- DATA TO PROCESS
+++++

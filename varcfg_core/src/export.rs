use std::fmt::Display;
use std::path::Path;
use std::path::PathBuf;
use std::str::FromStr;
use std::time::UNIX_EPOCH;

use serde::Deserialize;
use serde::Serialize;
use serde_json::Value;

use crate::Schema;
use crate::ValueMap;
use crate::VarcfgError;
use crate::VarcfgResult;
use crate::generate_header;
use crate::normalize_value;
use crate::variant_name;

/// The artifacts a variant can be exported as.
#[derive(Debug, Clone, Copy, PartialEq, Eq, Hash, PartialOrd, Ord, Serialize, Deserialize)]
#[serde(rename_all = "lowercase")]
pub enum ExportFormat {
	Json,
	Yaml,
	Header,
}

impl ExportFormat {
	/// Every format, in export order.
	pub const ALL: [ExportFormat; 3] = [Self::Json, Self::Yaml, Self::Header];

	/// The file name of the artifact for `variant`. An empty variant name
	/// falls back to `variant`.
	pub fn file_name(self, variant: &str) -> String {
		let name = variant_name(variant);
		match self {
			Self::Json => format!("{name}.json"),
			Self::Yaml => format!("{name}.yaml"),
			Self::Header => format!("{name}_final_cfg.h"),
		}
	}
}

impl Display for ExportFormat {
	fn fmt(&self, f: &mut std::fmt::Formatter<'_>) -> std::fmt::Result {
		match self {
			Self::Json => write!(f, "json"),
			Self::Yaml => write!(f, "yaml"),
			Self::Header => write!(f, "header"),
		}
	}
}

impl FromStr for ExportFormat {
	type Err = VarcfgError;

	fn from_str(format: &str) -> Result<Self, Self::Err> {
		match format.trim().to_ascii_lowercase().as_str() {
			"json" => Ok(Self::Json),
			"yaml" | "yml" => Ok(Self::Yaml),
			"header" | "h" | "c" => Ok(Self::Header),
			other => Err(VarcfgError::UnsupportedFormat(other.to_string())),
		}
	}
}

/// A rendered export, ready to hand to an [`ExportSink`].
#[derive(Debug, Clone, PartialEq, Eq)]
pub struct ExportArtifact {
	pub format: ExportFormat,
	/// Suggested file name, derived from the variant name.
	pub file_name: String,
	/// UTF-8 payload.
	pub contents: String,
}

/// Serialize the value mapping as JSON with two-space indentation.
/// Integral floats are written as integers.
pub fn export_json(values: &ValueMap) -> VarcfgResult<String> {
	serde_json::to_string_pretty(&normalized(values)).map_err(|e| {
		VarcfgError::Serialize {
			format: ExportFormat::Json.to_string(),
			reason: e.to_string(),
		}
	})
}

/// Serialize the value mapping as a YAML mapping.
pub fn export_yaml(values: &ValueMap) -> VarcfgResult<String> {
	serde_yaml_ng::to_string(&normalized(values)).map_err(|e| {
		VarcfgError::Serialize {
			format: ExportFormat::Yaml.to_string(),
			reason: e.to_string(),
		}
	})
}

fn normalized(values: &ValueMap) -> Value {
	normalize_value(Value::Object((**values).clone()))
}

/// Render the raw C header. Unlike the preview, the header body is never
/// HTML-escaped.
pub fn export_header(schema: &Schema, values: &ValueMap, variant: &str) -> String {
	generate_header(schema, values, variant)
}

/// Render one artifact. Values are exported as they are, including `null`
/// for unset keys.
pub fn export_artifact(
	format: ExportFormat,
	schema: &Schema,
	values: &ValueMap,
	variant: &str,
) -> VarcfgResult<ExportArtifact> {
	let contents = match format {
		ExportFormat::Json => export_json(values)?,
		ExportFormat::Yaml => export_yaml(values)?,
		ExportFormat::Header => export_header(schema, values, variant),
	};

	Ok(ExportArtifact {
		format,
		file_name: format.file_name(variant),
		contents,
	})
}

/// Render every requested format, in the order given.
pub fn export_all(
	formats: &[ExportFormat],
	schema: &Schema,
	values: &ValueMap,
	variant: &str,
) -> VarcfgResult<Vec<ExportArtifact>> {
	formats
		.iter()
		.map(|format| export_artifact(*format, schema, values, variant))
		.collect()
}

/// Receives rendered artifacts and persists them somewhere.
pub trait ExportSink {
	/// Persist one artifact. Returns a human readable location.
	fn write_artifact(&mut self, artifact: &ExportArtifact) -> VarcfgResult<String>;
}

/// Writes artifacts as files into a directory.
#[derive(Debug, Clone)]
pub struct DirectorySink {
	root: PathBuf,
}

impl DirectorySink {
	pub fn new(root: impl Into<PathBuf>) -> Self {
		Self { root: root.into() }
	}

	pub fn root(&self) -> &Path {
		&self.root
	}

	/// The path an artifact with `file_name` would be written to.
	pub fn path_for(&self, file_name: &str) -> VarcfgResult<PathBuf> {
		if !is_safe_file_name(file_name) {
			return Err(VarcfgError::UnsafeFileName(file_name.to_string()));
		}

		Ok(self.root.join(file_name))
	}
}

impl ExportSink for DirectorySink {
	fn write_artifact(&mut self, artifact: &ExportArtifact) -> VarcfgResult<String> {
		let path = self.path_for(&artifact.file_name)?;
		std::fs::create_dir_all(&self.root)?;

		let temp_path = path.with_file_name(format!(
			".{}.tmp-{}-{}",
			artifact.file_name,
			std::process::id(),
			std::time::SystemTime::now()
				.duration_since(UNIX_EPOCH)
				.map_or(0, |duration| duration.as_nanos())
		));

		std::fs::write(&temp_path, &artifact.contents)?;
		if let Err(e) = std::fs::rename(&temp_path, &path) {
			let _ = std::fs::remove_file(&temp_path);
			return Err(e.into());
		}

		tracing::debug!(path = %path.display(), format = %artifact.format, "wrote export");
		Ok(path.display().to_string())
	}
}

/// Collects artifacts in memory.
#[derive(Debug, Clone, Default)]
pub struct MemorySink {
	pub artifacts: Vec<ExportArtifact>,
}

impl ExportSink for MemorySink {
	fn write_artifact(&mut self, artifact: &ExportArtifact) -> VarcfgResult<String> {
		self.artifacts.push(artifact.clone());
		Ok(artifact.file_name.clone())
	}
}

/// Hand every artifact to the sink, returning the reported locations.
pub fn write_artifacts(
	artifacts: &[ExportArtifact],
	sink: &mut dyn ExportSink,
) -> VarcfgResult<Vec<String>> {
	artifacts
		.iter()
		.map(|artifact| sink.write_artifact(artifact))
		.collect()
}

fn is_safe_file_name(file_name: &str) -> bool {
	!file_name.is_empty()
		&& file_name != "."
		&& file_name != ".."
		&& !file_name.contains(['/', '\\', '\0'])
}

+++++

The answer must be the line containing "sink: &mut dyn" and every line after it through the last line of the records above, repeated exactly.

	sink: &mut dyn ExportSink,
) -> VarcfgResult<Vec<String>> {
	artifacts
		.iter()
		.map(|artifact| sink.write_artifact(artifact))
		.collect()
}

fn is_safe_file_name(file_name: &str) -> bool {
	!file_name.is_empty()
		&& file_name != "."
		&& file_name != ".."
		&& !file_name.contains(['/', '\\', '\0'])
}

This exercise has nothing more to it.